CASTRIES, St. Lucia – Prime Minister Patrick Manning has warned that Trinidad and Tobago could “pay in blood” if it fails to enter into an economic and political union with the Organization of Eastern Caribbean States.
Addressing a special convention of the ruling People’s National Movement on Sunday, Manning said the economic problems confronting the Eastern Caribbean pose a threat to the economy and wellbeing of his oil-rich twin-island republic.
“You want to come, the doors are open. We are not trying to mash up anything,” he said, in an apparent response to concerns expressed by Jamaican Prime Minister Bruce Golding that the Trinidad-OECS union would pose problems for the larger Caribbean Community organization.
Trinidad and Tobago, St. Lucia, Grenada, and St. Vincent and the Grenadines have indicated their willingness to form an economic and political union by 2013. The move has been supported by the other members of the OECS.
A special committee headed by former St. Lucia Premier Dr. Vaughan Lewis and Trinidadian diplomat Dr.
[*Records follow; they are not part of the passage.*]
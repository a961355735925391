//! In-memory [`Store`] implementation for tests and embedders of the core.
//!
//! Items live in a `BTreeMap` behind `std::sync::RwLock`. Text search uses
//! the same analyser as the SQLite FTS index; vector search is brute-force
//! cosine similarity.

use std::collections::BTreeMap;
use std::sync::{RwLock, RwLockReadGuard, RwLockWriteGuard};

use async_trait::async_trait;

use crate::analyze::{analyze, fold};
use crate::chunk::belongs_to_document;
use crate::embedding::cosine_similarity;
use crate::error::{StoreError, StoreResult};
use crate::models::{ContentType, IndexedItem, NewItem, SearchHit};

use super::{
    by_score_then_id, type_allowed, ItemKey, Store, StoreStats, TypeCount, UpsertOutcome,
    UpsertResult,
};

const TITLE_WEIGHT: f64 = 3.0;

struct StoredItem {
    item: IndexedItem,
    embedding: Option<Vec<f32>>,
    title_folded: String,
    title_terms: Vec<String>,
    content_terms: Vec<String>,
}

impl StoredItem {
    fn new(item: IndexedItem, embedding: Option<Vec<f32>>) -> Self {
        let mut stored = StoredItem {
            item,
            embedding,
            title_folded: String::new(),
            title_terms: Vec::new(),
            content_terms: Vec::new(),
        };
        stored.reindex();
        stored
    }

    fn reindex(&mut self) {
        self.title_folded = fold(&self.item.title);
        self.title_terms = analyze(&self.item.title);
        self.content_terms = analyze(&self.item.content);
        self.item.has_embedding = self.embedding.is_some();
    }

    fn visible(&self, types: &[ContentType]) -> bool {
        self.item.is_active && type_allowed(types, self.item.content_type)
    }
}

#[derive(Default)]
struct Inner {
    items: BTreeMap<i64, StoredItem>,
    next_id: i64,
    clock_override: Option<i64>,
}

impl Inner {
    fn now(&self) -> i64 {
        self.clock_override
            .unwrap_or_else(|| chrono::Utc::now().timestamp())
    }
}

/// In-memory store.
#[derive(Default)]
pub struct InMemoryStore {
    inner: RwLock<Inner>,
}

impl InMemoryStore {
    pub fn new() -> Self {
        Self::default()
    }

    /// Pin the store clock, so tests can observe `updated_at` behaviour.
    pub fn set_clock(&self, now: Option<i64>) -> StoreResult<()> {
        self.write()?.clock_override = now;
        Ok(())
    }

    fn read(&self) -> StoreResult<RwLockReadGuard<'_, Inner>> {
        self.inner
            .read()
            .map_err(|_| StoreError::Unavailable("in-memory store lock poisoned".into()))
    }

    fn write(&self) -> StoreResult<RwLockWriteGuard<'_, Inner>> {
        self.inner
            .write()
            .map_err(|_| StoreError::Unavailable("in-memory store lock poisoned".into()))
    }
}

fn term_frequency(terms: &[String], token: &str) -> usize {
    terms.iter().filter(|t| t.as_str() == token).count()
}

#[async_trait]
impl Store for InMemoryStore {
    async fn ping(&self) -> StoreResult<()> {
        self.read().map(|_| ())
    }

    async fn upsert_item(&self, new: &NewItem) -> StoreResult<UpsertResult> {
        let mut inner = self.write()?;
        let now = inner.now();

        let existing_id = new.external_id.as_deref().and_then(|ext| {
            inner
                .items
                .values()
                .find(|s| {
                    s.item.external_id.as_deref() == Some(ext)
                        && s.item.content_type == new.content_type
                })
                .map(|s| s.item.id)
        });

        if let Some(id) = existing_id {
            let Some(stored) = inner.items.get_mut(&id) else {
                return Err(StoreError::Corrupt(format!("item {} vanished", id)));
            };
            let same_hash = stored.item.content_hash == new.content_hash;
            let gains_embedding = new.embedding.is_some() && stored.embedding.is_none();
            if same_hash && stored.item.is_active && !gains_embedding {
                return Ok(UpsertResult {
                    id,
                    outcome: UpsertOutcome::Unchanged,
                });
            }

            stored.item.title = new.title.clone();
            stored.item.content = new.content.clone();
            stored.item.metadata = new.metadata.clone();
            stored.item.content_hash = new.content_hash.clone();
            stored.item.is_active = true;
            stored.item.updated_at = stored.item.updated_at.max(now);
            match &new.embedding {
                Some(v) => stored.embedding = Some(v.clone()),
                None if !same_hash => stored.embedding = None,
                None => {}
            }
            stored.reindex();
            return Ok(UpsertResult {
                id,
                outcome: UpsertOutcome::Updated,
            });
        }

        inner.next_id += 1;
        let id = inner.next_id;
        let item = IndexedItem {
            id,
            content_type: new.content_type,
            title: new.title.clone(),
            content: new.content.clone(),
            external_id: new.external_id.clone(),
            metadata: new.metadata.clone(),
            is_active: true,
            has_embedding: new.embedding.is_some(),
            content_hash: new.content_hash.clone(),
            created_at: now,
            updated_at: now,
        };
        inner
            .items
            .insert(id, StoredItem::new(item, new.embedding.clone()));
        Ok(UpsertResult {
            id,
            outcome: UpsertOutcome::Created,
        })
    }

    async fn find_by_key(
        &self,
        external_id: &str,
        content_type: ContentType,
    ) -> StoreResult<Option<IndexedItem>> {
        let inner = self.read()?;
        Ok(inner
            .items
            .values()
            .find(|s| {
                s.item.external_id.as_deref() == Some(external_id)
                    && s.item.content_type == content_type
            })
            .map(|s| s.item.clone()))
    }

    async fn get_by_id(&self, id: i64) -> StoreResult<Option<IndexedItem>> {
        let inner = self.read()?;
        Ok(inner
            .items
            .get(&id)
            .filter(|s| s.item.is_active)
            .map(|s| s.item.clone()))
    }

    async fn get_by_external_id(&self, external_id: &str) -> StoreResult<Option<IndexedItem>> {
        let inner = self.read()?;
        Ok(inner
            .items
            .values()
            .find(|s| s.item.is_active && s.item.external_id.as_deref() == Some(external_id))
            .map(|s| s.item.clone()))
    }

    async fn list_active_keys(&self, types: &[ContentType]) -> StoreResult<Vec<ItemKey>> {
        let inner = self.read()?;
        let mut keys: Vec<ItemKey> = inner
            .items
            .values()
            .filter(|s| s.visible(types))
            .filter_map(|s| {
                let ext = s.item.external_id.clone()?;
                Some(ItemKey::new(ext, s.item.content_type))
            })
            .collect();
        keys.sort();
        Ok(keys)
    }

    async fn soft_delete(&self, keys: &[ItemKey]) -> StoreResult<u64> {
        let mut inner = self.write()?;
        let now = inner.now();
        let mut count = 0;
        for stored in inner.items.values_mut() {
            let matches = stored.item.external_id.as_deref().is_some_and(|ext| {
                keys.iter()
                    .any(|k| k.external_id == ext && k.content_type == stored.item.content_type)
            });
            if matches && stored.item.is_active {
                stored.item.is_active = false;
                stored.item.updated_at = stored.item.updated_at.max(now);
                count += 1;
            }
        }
        Ok(count)
    }

    async fn soft_delete_document(
        &self,
        base_external_id: &str,
        types: &[ContentType],
    ) -> StoreResult<u64> {
        let mut inner = self.write()?;
        let now = inner.now();
        let mut count = 0;
        for stored in inner.items.values_mut() {
            let matches = stored
                .item
                .external_id
                .as_deref()
                .is_some_and(|ext| belongs_to_document(ext, base_external_id));
            if matches && stored.visible(types) {
                stored.item.is_active = false;
                stored.item.updated_at = stored.item.updated_at.max(now);
                count += 1;
            }
        }
        Ok(count)
    }

    async fn exact_title_search(
        &self,
        term: &str,
        types: &[ContentType],
        limit: usize,
    ) -> StoreResult<Vec<IndexedItem>> {
        let needle = fold(term.trim());
        if needle.is_empty() || limit == 0 {
            return Ok(Vec::new());
        }
        let inner = self.read()?;
        let mut matches: Vec<&StoredItem> = inner
            .items
            .values()
            .filter(|s| s.visible(types) && s.title_folded.contains(&needle))
            .collect();
        matches.sort_by(|a, b| {
            a.title_folded
                .cmp(&b.title_folded)
                .then(a.item.id.cmp(&b.item.id))
        });
        Ok(matches
            .into_iter()
            .take(limit)
            .map(|s| s.item.clone())
            .collect())
    }

    async fn text_search(
        &self,
        query: &str,
        types: &[ContentType],
        limit: usize,
    ) -> StoreResult<Vec<SearchHit>> {
        let mut tokens = analyze(query);
        tokens.sort();
        tokens.dedup();
        if tokens.is_empty() || limit == 0 {
            return Ok(Vec::new());
        }
        let inner = self.read()?;
        let mut hits: Vec<SearchHit> = inner
            .items
            .values()
            .filter(|s| s.visible(types))
            .filter_map(|s| {
                let mut score = 0.0;
                for token in &tokens {
                    let in_title = term_frequency(&s.title_terms, token);
                    let in_content = term_frequency(&s.content_terms, token);
                    if in_title + in_content == 0 {
                        return None;
                    }
                    score += TITLE_WEIGHT * in_title as f64 + in_content as f64;
                }
                let length = (s.title_terms.len() + s.content_terms.len()).max(1) as f64;
                Some(SearchHit {
                    item: s.item.clone(),
                    score: score / (1.0 + length.ln()),
                })
            })
            .collect();
        hits.sort_by(by_score_then_id);
        hits.truncate(limit);
        Ok(hits)
    }

    async fn vector_search(
        &self,
        query_vec: &[f32],
        types: &[ContentType],
        min_similarity: f32,
        limit: usize,
    ) -> StoreResult<Vec<SearchHit>> {
        if query_vec.is_empty() || limit == 0 {
            return Ok(Vec::new());
        }
        let inner = self.read()?;
        let mut hits: Vec<SearchHit> = inner
            .items
            .values()
            .filter(|s| s.visible(types))
            .filter_map(|s| {
                let embedding = s.embedding.as_ref()?;
                let sim = cosine_similarity(query_vec, embedding);
                (sim >= min_similarity).then(|| SearchHit {
                    item: s.item.clone(),
                    score: sim as f64,
                })
            })
            .collect();
        hits.sort_by(by_score_then_id);
        hits.truncate(limit);
        Ok(hits)
    }

    async fn items_missing_embedding(&self, limit: usize) -> StoreResult<Vec<IndexedItem>> {
        let inner = self.read()?;
        Ok(inner
            .items
            .values()
            .filter(|s| s.item.is_active && s.embedding.is_none())
            .take(limit)
            .map(|s| s.item.clone())
            .collect())
    }

    async fn set_embedding(&self, id: i64, vector: &[f32]) -> StoreResult<()> {
        let mut inner = self.write()?;
        let stored = inner
            .items
            .get_mut(&id)
            .ok_or_else(|| StoreError::Query(format!("no item with id {}", id)))?;
        stored.embedding = Some(vector.to_vec());
        stored.item.has_embedding = true;
        Ok(())
    }

    async fn purge_inactive(&self) -> StoreResult<u64> {
        let mut inner = self.write()?;
        let before = inner.items.len();
        inner.items.retain(|_, s| s.item.is_active);
        Ok((before - inner.items.len()) as u64)
    }

    async fn stats(&self) -> StoreResult<StoreStats> {
        let inner = self.read()?;
        let mut stats = StoreStats::default();
        for s in inner.items.values() {
            stats.total += 1;
            if s.item.is_active {
                stats.active += 1;
                if s.embedding.is_none() {
                    stats.pending_embeddings += 1;
                }
            } else {
                stats.inactive += 1;
            }
        }
        stats.by_type = ContentType::ALL
            .into_iter()
            .map(|ct| TypeCount {
                content_type: ct,
                active: inner
                    .items
                    .values()
                    .filter(|s| s.item.is_active && s.item.content_type == ct)
                    .count() as i64,
            })
            .filter(|tc| tc.active > 0)
            .collect();
        Ok(stats)
    }
}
Cuthbert Joseph has submitted a report outlining the path to union.
Manning said the proposed union was open to all Caribbean countries and pointed out that economic blocs were consolidating the world over as countries seek to consolidate their future socio-economic development.
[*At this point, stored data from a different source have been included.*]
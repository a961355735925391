//! Paragraph-aware text chunker and chunk identifiers.
//!
//! Long knowledge documents are split into several corpus items that share
//! the document title and a base external id. Each chunk is embedded and
//! searched on its own.
//!
//! # Algorithm
//!
//! 1. Text that fits in `target_chars` is returned as a single chunk.
//! 2. Otherwise split on `\n\n` paragraph boundaries.
//! 3. A paragraph longer than `target_chars` is split into sentences.
//! 4. A sentence longer than `target_chars` is hard-split at the last
//!    whitespace inside the window (or at the window edge when there is none).
//! 5. The pieces are packed greedily into chunks of at most `target_chars`.
//!
//! Sizes are measured in characters, not bytes. At least one chunk is always
//! returned, even for empty text.
//!
//! # Example
//!
//! ```rust
//! use voltline_core::chunk::{chunk_text, chunk_external_id};
//!
//! let chunks = chunk_text("Envíos.\n\nDevoluciones.", 1500);
//! assert_eq!(chunks.len(), 1);
//! assert_eq!(chunk_external_id("doc_faq", 0, 1), "doc_faq");
//! assert_eq!(chunk_external_id("doc_faq", 1, 2), "doc_faq_chunk_1");
//! ```

use sha2::{Digest, Sha256};

/// Default chunk size in characters.
pub const DEFAULT_TARGET_CHARS: usize = 1500;

const CHUNK_MARKER: &str = "_chunk_";

/// Split `text` into chunks of at most `target_chars` characters.
pub fn chunk_text(text: &str, target_chars: usize) -> Vec<String> {
    let target = target_chars.max(1);
    let text = text.trim();

    if char_len(text) <= target {
        return vec![text.to_string()];
    }

    let mut pieces: Vec<(&str, &'static str)> = Vec::new();
    for para in text.split("\n\n").map(str::trim).filter(|p| !p.is_empty()) {
        if char_len(para) <= target {
            pieces.push((para, "\n\n"));
            continue;
        }
        let mut joiner = "\n\n";
        for sentence in split_sentences(para) {
            if char_len(sentence) <= target {
                pieces.push((sentence, joiner));
            } else {
                for part in hard_split(sentence, target) {
                    pieces.push((part, joiner));
                    joiner = " ";
                }
            }
            joiner = " ";
        }
    }

    let mut chunks = Vec::new();
    let mut buf = String::new();
    let mut buf_len = 0usize;

    for (piece, joiner) in pieces {
        let piece_len = char_len(piece);
        if buf.is_empty() {
            buf.push_str(piece);
            buf_len = piece_len;
        } else if buf_len + char_len(joiner) + piece_len <= target {
            buf.push_str(joiner);
            buf.push_str(piece);
            buf_len += char_len(joiner) + piece_len;
        } else {
            chunks.push(std::mem::take(&mut buf));
            buf.push_str(piece);
            buf_len = piece_len;
        }
    }

    if !buf.is_empty() {
        chunks.push(buf);
    }

    if chunks.is_empty() {
        chunks.push(String::new());
    }

    chunks
}

/// External id of chunk `index` out of `total`.
///
/// Single-chunk documents keep the bare base id.
pub fn chunk_external_id(base: &str, index: usize, total: usize) -> String {
    if total <= 1 {
        base.to_string()
    } else {
        format!("{}{}{}", base, CHUNK_MARKER, index)
    }
}

/// Strip a `_chunk_<n>` suffix, returning the document's base id.
pub fn base_external_id(external_id: &str) -> &str {
    match external_id.rfind(CHUNK_MARKER) {
        Some(pos) => {
            let suffix = &external_id[pos + CHUNK_MARKER.len()..];
            if !suffix.is_empty() && suffix.bytes().all(|b| b.is_ascii_digit()) {
                &external_id[..pos]
            } else {
                external_id
            }
        }
        None => external_id,
    }
}

/// True when `external_id` is `base` itself or one of its chunks.
pub fn belongs_to_document(external_id: &str, base: &str) -> bool {
    base_external_id(external_id) == base
}

/// SHA-256 over the given parts, separated so that `("ab", "c")` and
/// `("a", "bc")` hash differently.
pub fn content_hash(parts: &[&str]) -> String {
    let mut hasher = Sha256::new();
    for part in parts {
        hasher.update((part.len() as u64).to_le_bytes());
        hasher.update(part.as_bytes());
    }
    format!("{:x}", hasher.finalize())
}

fn char_len(s: &str) -> usize {
    s.chars().count()
}

/// Split after `.`, `!`, `?` or `…` followed by whitespace.
fn split_sentences(text: &str) -> Vec<&str> {
    let mut out = Vec::new();
    let mut start = 0;
    let mut chars = text.char_indices().peekable();
    while let Some((_, c)) = chars.next() {
        if matches!(c, '.' | '!' | '?' | '…') {
            if let Some(&(next_i, next_c)) = chars.peek() {
                if next_c.is_whitespace() {
                    let sentence = text[start..next_i].trim();
                    if !sentence.is_empty() {
                        out.push(sentence);
                    }
                    start = next_i;
                }
            }
        }
    }
    let tail = text[start..].trim();
    if !tail.is_empty() {
        out.push(tail);
    }
    out
}

fn hard_split(text: &str, target: usize) -> Vec<&str> {
    let mut out = Vec::new();
    let mut remaining = text.trim();
    while !remaining.is_empty() {
        if char_len(remaining) <= target {
            out.push(remaining);
            break;
        }
        let window_end = remaining
            .char_indices()
            .nth(target)
            .map(|(i, _)| i)
            .unwrap_or(remaining.len());
        let cut = remaining[..window_end]
            .rfind(char::is_whitespace)
            .filter(|&pos| pos > 0)
            .unwrap_or(window_end);
        let piece = remaining[..cut].trim();
        if !piece.is_empty() {
            out.push(piece);
        }
        remaining = remaining[cut..].trim_start();
    }
    out
}

#[cfg(test)]
mod tests {
    use super::*;

    #[test]
    fn short_text_is_one_chunk() {
        let chunks = chunk_text("Horario de atención: 9 a 14h.", 1500);
        assert_eq!(chunks, vec!["Horario de atención: 9 a 14h."]);
    }

    #[test]
    fn empty_text_still_yields_one_chunk() {
        assert_eq!(chunk_text("", 1500), vec![String::new()]);
        assert_eq!(chunk_text("  \n\n ", 1500), vec![String::new()]);
    }

    #[test]
    fn paragraphs_are_packed_up_to_target() {
        let text = "Primer párrafo.\n\nSegundo párrafo.\n\nTercer párrafo.";
        let chunks = chunk_text(text, 35);
        assert_eq!(
            chunks,
            vec!["Primer párrafo.\n\nSegundo párrafo.", "Tercer párrafo."]
        );
    }

    #[test]
    fn long_paragraph_falls_back_to_sentences() {
        let para = "Los pedidos salen en 24 horas. El envío es gratuito desde 60 euros. \
                    Las devoluciones se aceptan durante 30 días.";
        let chunks = chunk_text(para, 70);
        assert_eq!(chunks.len(), 2);
        assert!(chunks[0].ends_with("60 euros."));
        assert!(chunks[1].starts_with("Las devoluciones"));
        for c in &chunks {
            assert!(c.chars().count() <= 70, "chunk too long: {:?}", c);
        }
    }

    #[test]
    fn oversized_sentence_is_hard_split_on_whitespace() {
        let sentence = "palabra ".repeat(40);
        let chunks = chunk_text(&sentence, 50);
        assert!(chunks.len() > 1);
        for c in &chunks {
            assert!(c.chars().count() <= 50);
            assert!(!c.starts_with(' ') && !c.ends_with(' '));
            assert!(c.split(' ').all(|w| w == "palabra"));
        }
    }

    #[test]
    fn multibyte_text_never_splits_inside_a_char() {
        let text = "ñ".repeat(120);
        let chunks = chunk_text(&text, 50);
        assert_eq!(chunks.len(), 3);
        assert_eq!(chunks.concat(), text);
    }

    #[test]
    fn chunking_is_deterministic() {
        let text = (0..40)
            .map(|i| format!("Párrafo número {} con algo de texto.", i))
            .collect::<Vec<_>>()
            .join("\n\n");
        assert_eq!(chunk_text(&text, 200), chunk_text(&text, 200));
    }

    #[test]
    fn chunk_ids_round_trip_to_base() {
        assert_eq!(chunk_external_id("doc_faq", 0, 1), "doc_faq");
        assert_eq!(chunk_external_id("doc_faq", 1, 3), "doc_faq_chunk_1");
        assert_eq!(base_external_id("doc_faq_chunk_12"), "doc_faq");
        assert_eq!(base_external_id("doc_faq"), "doc_faq");
        assert_eq!(base_external_id("doc_faq_chunk_x"), "doc_faq_chunk_x");
        assert!(belongs_to_document("doc_faq_chunk_0", "doc_faq"));
        assert!(belongs_to_document("doc_faq", "doc_faq"));
        assert!(!belongs_to_document("doc_faq_extra_chunk_0", "doc_faq"));
    }

    #[test]
    fn content_hash_separates_parts() {
        assert_ne!(content_hash(&["ab", "c"]), content_hash(&["a", "bc"]));
        assert_eq!(content_hash(&["x", "y"]), content_hash(&["x", "y"]));
        assert_eq!(content_hash(&["x"]).len(), 64);
    }
}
He stressed that Trinidad has no desire to dominate the union.
“We do not have the resources to dominate,” he said, adding that Trinidad and Tobago could not assume the debt of all the OECS countries.
“What we are after is a collaborative arrangement, economically and politically, that would redound to the benefit of all ... uplifting the standard of all countries of the region,” Manning said.
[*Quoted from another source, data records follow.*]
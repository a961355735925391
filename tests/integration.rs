use std::fs;
use std::path::{Path, PathBuf};
use std::process::Command;
use tempfile::TempDir;

fn voltline_binary() -> PathBuf {
    PathBuf::from(env!("CARGO_BIN_EXE_voltline"))
}

const PRODUCTS: &str = r#"[
    {
        "id": 812,
        "name": "Diferencial DPN 2P 25A 30mA",
        "status": "publish",
        "sku": "SCH-A9D31625",
        "short_description": "<p>Interruptor diferencial para vivienda.</p>",
        "price": "48.90",
        "regular_price": "54.00",
        "sale_price": "48.90",
        "stock_status": "instock",
        "categories": [{ "name": "Protección" }]
    },
    {
        "id": 813,
        "name": "Magnetotérmico 2P 16A curva C",
        "status": "publish",
        "short_description": "<p>Protección contra sobrecargas y cortocircuitos.</p>",
        "price": "12.40"
    },
    {
        "id": 900,
        "name": "Foco LED borrador",
        "status": "draft"
    }
]"#;

fn setup_test_env() -> (TempDir, PathBuf) {
    let tmp = TempDir::new().unwrap();
    let root = tmp.path().to_path_buf();

    let config_dir = root.join("config");
    fs::create_dir_all(&config_dir).unwrap();
    fs::create_dir_all(root.join("data")).unwrap();

    fs::write(root.join("data/products.json"), PRODUCTS).unwrap();

    let knowledge = root.join("knowledge");
    fs::create_dir_all(knowledge.join("faq")).unwrap();
    fs::create_dir_all(knowledge.join("politicas")).unwrap();
    fs::write(
        knowledge.join("faq/pagos.md"),
        "# Formas de pago\n\nAceptamos tarjeta, transferencia y Bizum.",
    )
    .unwrap();
    fs::write(
        knowledge.join("politicas/envios.md"),
        "---\ntitle: Plazos de envío\nid: doc_envios\n---\nEnviamos a toda la península en 48 horas laborables.",
    )
    .unwrap();

    let config_content = format!(
        r#"[db]
path = "{root}/data/voltline.sqlite"

[sources.products]
path = "{root}/data/products.json"

[sources.documents]
root = "{root}/knowledge"
"#,
        root = root.display()
    );
    let config_path = config_dir.join("voltline.toml");
    fs::write(&config_path, config_content).unwrap();

    (tmp, config_path)
}

fn run_voltline(config_path: &Path, args: &[&str]) -> (String, String, bool) {
    let binary = voltline_binary();
    let output = Command::new(&binary)
        .arg("--config")
        .arg(config_path.to_str().unwrap())
        .args(args)
        .output()
        .unwrap_or_else(|e| panic!("Failed to run voltline binary at {:?}: {}", binary, e));

    let stdout = String::from_utf8_lossy(&output.stdout).to_string();
    let stderr = String::from_utf8_lossy(&output.stderr).to_string();
    (stdout, stderr, output.status.success())
}

fn ingested_env() -> (TempDir, PathBuf) {
    let (tmp, config_path) = setup_test_env();
    let (_, stderr, ok) = run_voltline(&config_path, &["init"]);
    assert!(ok, "init failed: {}", stderr);
    let (stdout, stderr, ok) = run_voltline(&config_path, &["ingest", "all"]);
    assert!(ok, "ingest failed: stdout={}, stderr={}", stdout, stderr);
    (tmp, config_path)
}

#[test]
fn test_init_is_idempotent() {
    let (_tmp, config_path) = setup_test_env();

    let (stdout, stderr, success) = run_voltline(&config_path, &["init"]);
    assert!(success, "init failed: stdout={}, stderr={}", stdout, stderr);
    assert!(stdout.contains("initialized"));

    let (_, _, success) = run_voltline(&config_path, &["init"]);
    assert!(success, "Second init failed (not idempotent)");
}

#[test]
fn test_sources_lists_configured_sources() {
    let (_tmp, config_path) = setup_test_env();
    let (stdout, _, success) = run_voltline(&config_path, &["sources"]);
    assert!(success);
    assert!(stdout.contains("products"));
    assert!(stdout.contains("documents"));
}

#[test]
fn test_ingest_products_and_documents() {
    let (_tmp, config_path) = setup_test_env();
    run_voltline(&config_path, &["init"]);

    let (stdout, stderr, success) = run_voltline(&config_path, &["ingest", "products"]);
    assert!(success, "ingest failed: stdout={}, stderr={}", stdout, stderr);
    assert!(stdout.contains("fetched: 2 documents"));
    assert!(stdout.contains("items created: 2"));
    assert!(stdout.contains("ok"));

    let (stdout, _, success) = run_voltline(&config_path, &["ingest", "documents"]);
    assert!(success);
    assert!(stdout.contains("items created: 2"));
}

#[test]
fn test_ingest_twice_changes_nothing() {
    let (_tmp, config_path) = ingested_env();

    let (stdout, _, success) = run_voltline(&config_path, &["ingest", "all"]);
    assert!(success);
    assert!(stdout.contains("items created: 0"));
    assert!(stdout.contains("items updated: 0"));
    assert!(stdout.contains("items retired: 0"));
}

#[test]
fn test_removed_document_is_retired() {
    let (tmp, config_path) = ingested_env();
    fs::remove_file(tmp.path().join("knowledge/faq/pagos.md")).unwrap();

    let (stdout, _, success) = run_voltline(&config_path, &["ingest", "documents"]);
    assert!(success);
    assert!(stdout.contains("items retired: 1"));

    let (_, stderr, success) = run_voltline(&config_path, &["get", "doc_faq_pagos"]);
    assert!(!success);
    assert!(stderr.contains("item not found"));
}

#[test]
fn test_ingest_dry_run_writes_nothing() {
    let (_tmp, config_path) = setup_test_env();
    run_voltline(&config_path, &["init"]);

    let (stdout, _, success) = run_voltline(&config_path, &["ingest", "documents", "--dry-run"]);
    assert!(success);
    assert!(stdout.contains("dry-run"));
    assert!(stdout.contains("documents found: 2"));

    let (stdout, _, _) = run_voltline(&config_path, &["stats"]);
    assert!(stdout.contains("Items:       0"));
}

#[test]
fn test_search_exact_title_first() {
    let (_tmp, config_path) = ingested_env();

    let (stdout, stderr, success) =
        run_voltline(&config_path, &["search", "necesito un diferencial DPN"]);
    assert!(success, "search failed: {}", stderr);
    let first = stdout.lines().next().unwrap_or_default();
    assert!(first.starts_with("1. [exact:"), "got: {}", stdout);
    assert!(first.contains("Diferencial DPN 2P 25A 30mA"));
    assert!(stdout.contains("price: 48.90 (oferta)"));
}

#[test]
fn test_search_is_deterministic() {
    let (_tmp, config_path) = ingested_env();

    let (stdout1, _, _) = run_voltline(&config_path, &["search", "protección 2P"]);
    let (stdout2, _, _) = run_voltline(&config_path, &["search", "protección 2P"]);
    assert_eq!(stdout1, stdout2);
}

#[test]
fn test_text_search_with_type_filter() {
    let (_tmp, config_path) = ingested_env();

    let (stdout, _, success) = run_voltline(
        &config_path,
        &["search", "península", "--mode", "text", "--type", "policy"],
    );
    assert!(success);
    assert!(stdout.contains("Plazos de envío"));

    let (stdout, _, success) = run_voltline(
        &config_path,
        &["search", "península", "--mode", "text", "--type", "product"],
    );
    assert!(success);
    assert!(stdout.contains("No results"));
}

#[test]
fn test_search_rejects_bad_input() {
    let (_tmp, config_path) = ingested_env();

    let (_, stderr, success) = run_voltline(&config_path, &["search", ""]);
    assert!(!success, "empty query should be rejected");
    assert!(stderr.contains("malformed query"));

    let (_, _, success) = run_voltline(&config_path, &["search", "x", "--mode", "fuzzy"]);
    assert!(!success);

    let (_, stderr, success) = run_voltline(&config_path, &["search", "x", "--mode", "vector"]);
    assert!(!success);
    assert!(stderr.contains("requires embeddings"));
}

#[test]
fn test_get_and_stats() {
    let (_tmp, config_path) = ingested_env();

    let (stdout, _, success) = run_voltline(&config_path, &["get", "product_812"]);
    assert!(success);
    assert!(stdout.contains("Diferencial DPN 2P 25A 30mA"));
    assert!(stdout.contains("content_type: product"));

    let (stdout, _, success) = run_voltline(&config_path, &["stats"]);
    assert!(success);
    assert!(stdout.contains("Active:      4"));
    assert!(stdout.contains("product"));
}

#[test]
fn test_terms_command() {
    let (_tmp, config_path) = setup_test_env();

    let (stdout, _, success) = run_voltline(&config_path, &["terms", "quiero un diferencial DPN"]);
    assert!(success);
    assert!(stdout.contains("1. diferencial"));
    assert!(stdout.contains("2. DPN"));
}

#[test]
fn test_purge_after_retirement() {
    let (tmp, config_path) = ingested_env();
    fs::write(tmp.path().join("data/products.json"), "[]").unwrap();

    let (stdout, _, _) = run_voltline(&config_path, &["ingest", "products"]);
    assert!(stdout.contains("items retired: 2"));

    let (stdout, _, success) = run_voltline(&config_path, &["purge"]);
    assert!(success);
    assert!(stdout.contains("items removed: 2"));

    let (stdout, _, _) = run_voltline(&config_path, &["stats"]);
    assert!(stdout.contains("Items:       2"));
}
“Whether we in Trinidad and Tobago like it or not, we cannot stand idly by and watch the Caribbean in this economic situation and do nothing about it. We will pay in blood for taking such a position,” he said.
He said the potential threats to Trinidad include mass illegal migration of the people of the Eastern Caribbean states, an increase in drug activity and a decline in the country’s manufacturing sector due to diminished regional demand for its exports.
Manning also indicated that Caricom would need to address the Venezuela-led Bolivarian Alternative for the Americas, or ALBA, which was born as a response to Washington’s now-dead initiative for the Free Trade Area of the Americas.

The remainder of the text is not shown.